On October 3, 2014, American DG Energy Inc., or the Company, entered into a convertible note amendment agreement, or the Note Amendment Agreement, with EuroSite Power Inc., the Company’s majority owned subsidiary, or EuroSite, John N. Hatsopoulos, the Company’s Chief Executive Officer, and certain European investors. In part, the Note Amendment Agreement provided that the holders, or the Holders, of the Company’s existing 6% Senior Unsecured Convertible Debentures Due 2018, originally issued in part on May 23, 2011 and in part on November 25, 2011, in an aggregate principal amount of $19,400,000, or the Old Debentures, exchange the Old Debentures for like principal amounts of 6% Senior Unsecured Convertible Debentures Due 2018, amended to reflect the prepayment to the Holders of all accrued and future interest under the Old Debentures in shares of common stock of EuroSite, which the Company then owned at a conversion price of $.50 per share, or the New Debentures.

 

Pursuant to the Note Amendment Agreement and in connection with the payment of the interest currently due on the Old Debentures, the Company issued to the Holders warrants to purchase up to 1,164,000 shares of common stock of EuroSite owned by the Company, or the Warrants, at an exercise price of $.60 per share and an expiration date of October 3, 2017.

 

Included among the Holders is (i) John N. Hatsopoulos, the Company’s Chief Executive Officer, who was issued a New Debenture in the principal amount of $2,400,000, Warrants to purchase up to 144,000 shares of common stock of EuroSite owned by the Company, and 1,164,000 shares of EuroSite common stock and (ii) a European investor, which was issued New Debentures in the principal amounts of $10,100,000 and $6,900,000, Warrants to purchase up to 1,020,000 shares of common stock of EuroSite owned by the Company and 8,245,000 shares of EuroSite common stock.

 

In addition, pursuant to the Note Amendment Agreement the Company converted its 4% Senior Convertible Note Due 2017, originally issued on February 20, 2014 in the aggregate principal amount of $1,100,000 by EuroSite into 2,200,000 shares of EuroSite common stock with any accrued but unpaid interest being paid out in cash.

 

The foregoing descriptions of the Note Amendment Agreement, the New Debentures and the Warrants, are qualified in their entirety by reference to the full text of the Note Amendment Agreement, the form of New Debenture and the form of Warrant, which are attached as Exhibit 10.1, Exhibit 4.1 and Exhibit 4.2, respectively, to this Current Report on Form 8-K and incorporated by reference into this Item 1.01. A copy of the Company’s press release is attached hereto as Exhibit 99.1.

 

Item 2.03. Creation of a Direct Financial Obligation or an Obligation under an Off-Balance Sheet Arrangement of a Registrant.

 

The information contained in “Item 1.01 – Entry into a Material Definitive Agreement” concerning the New Debentures and the Note Amendment Agreement is incorporated by reference into this Item 2.03.

 

Item 3.02. Unregistered Sales of Equity Securities.

 

The information contained in “Item 1.01 – Entry into a Material Definitive Agreement” concerning the issuance of the Debentures, the Warrants and the EuroSite common stock is incorporated herein by reference.
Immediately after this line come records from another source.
use crate::config::{ProvisionConfig, RetryConfig};
use crate::driver::{invoke, Driver, DriverOutput, DriverParams, DriverRegistry, DriverResult, ErrorClass};
use crate::error::{ProvisionError, Result};
use crate::operation::{Completion, Operation, ABORT_DEPENDENCY_FAILED, ABORT_RESOURCE_DELETED};
use crate::queue::{Batch, Delivery, DeliveryToken, ProvisioningQueue};
use crate::resource::Resource;
use crate::store::OperationStore;
use crate::types::{BatchId, OperationId, OperationKind, OperationStatus, ResourceId};

// ---------------------------------------------------------------------------
// Settings / reports
// ---------------------------------------------------------------------------

#[derive(Debug, Clone)]
pub struct DispatchSettings {
    pub visibility_timeout: Duration,
    pub heartbeat_interval: Duration,
    pub cancel_grace: Duration,
    pub poll_interval: Duration,
    pub retry: RetryConfig,
}

impl DispatchSettings {
    pub fn from_config(config: &ProvisionConfig) -> Self {
        Self {
            visibility_timeout: config.queue.visibility_timeout(),
            heartbeat_interval: config.dispatcher.heartbeat_interval(),
            cancel_grace: config.dispatcher.cancel_grace(),
            poll_interval: config.queue.poll_interval(),
            retry: config.retry.clone(),
        }
    }
}

/// What happened to the queue message at the end of a pass.
#[derive(Debug, Clone, PartialEq)]
pub enum Disposition {
    /// Every operation is terminal; the message was deleted.
    Acknowledged,
    /// An operation failed transiently; the batch was re-enqueued.
    Requeued { delay: Duration },
    /// Waiting on work outside this pass; the message reappears after its window.
    LeftForRedelivery,
    /// The window lapsed mid-pass and a newer delivery owns the message.
    LeaseLost,
}

#[derive(Debug, Clone)]
pub struct PassReport {
    pub batch_id: BatchId,
    pub message_id: Uuid,
    /// Operations driven in this pass, with the status each ended in.
    pub executed: Vec<(OperationId, OperationStatus)>,
    /// Operations aborted without being driven.
    pub aborted: Vec<OperationId>,
    pub disposition: Disposition,
}

enum Gate {
    Ready,
    Abort(&'static str),
    Wait(String),
}

enum Pulse {
    Healthy,
    /// Stop the driver and abort the operation.
    Cancel(&'static str),
    /// The claim belongs to someone else now; stop without touching the record.
    Lost(String),
}

enum Driven {
    Finished(DriverResult),
    Cancelled(&'static str),
    ClaimLost(String),
}

// ---------------------------------------------------------------------------
// Dispatcher
// ---------------------------------------------------------------------------

pub struct Dispatcher {
    store: Arc<dyn OperationStore>,
    queue: Arc<dyn ProvisioningQueue>,
    drivers: Arc<DriverRegistry>,
    settings: DispatchSettings,
    session_id: String,
}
The issuance of the New Debentures, the Warrants and the underlying shares of common stock, and the shares of EuroSite common stock have not been registered under the Securities Act of 1933, as amended, or the Securities Act, in reliance on an exemption under Sections 3(a)(9) or (4)(a)(2) of the Securities Act.

 

Item 9.01. Financial Statements and Exhibits. 

 

See the attached Exhibit Index. 

 

 
 

 

SIGNATURE

 

Pursuant to the requirements of the Securities Exchange Act of 1934, the registrant has duly caused this report to be signed on its behalf by the undersigned hereunto duly authorized.

 

Date: October 6, 2014 AMERICAN DG ENERGY INC.
     
    By: /s/ Gabriel Parmese
    Gabriel Parmese, Chief Financial Officer

 

 
 

 

EXHIBIT INDEX

 

Exhibit No.   Description
     
4.1   Form of 6% Senior Unsecured Convertible Debenture Due 2018 issued by the Company.
     
4.2   Form of Warrant issued by the Company.
     
10.1   Convertible Note Amendment Agreement by and among the Company, EuroSite Power Inc., John N. Hatsopoulos and certain European investors, dated October 3, 2014.
     
99.1   Press Release dated October 6, 2014.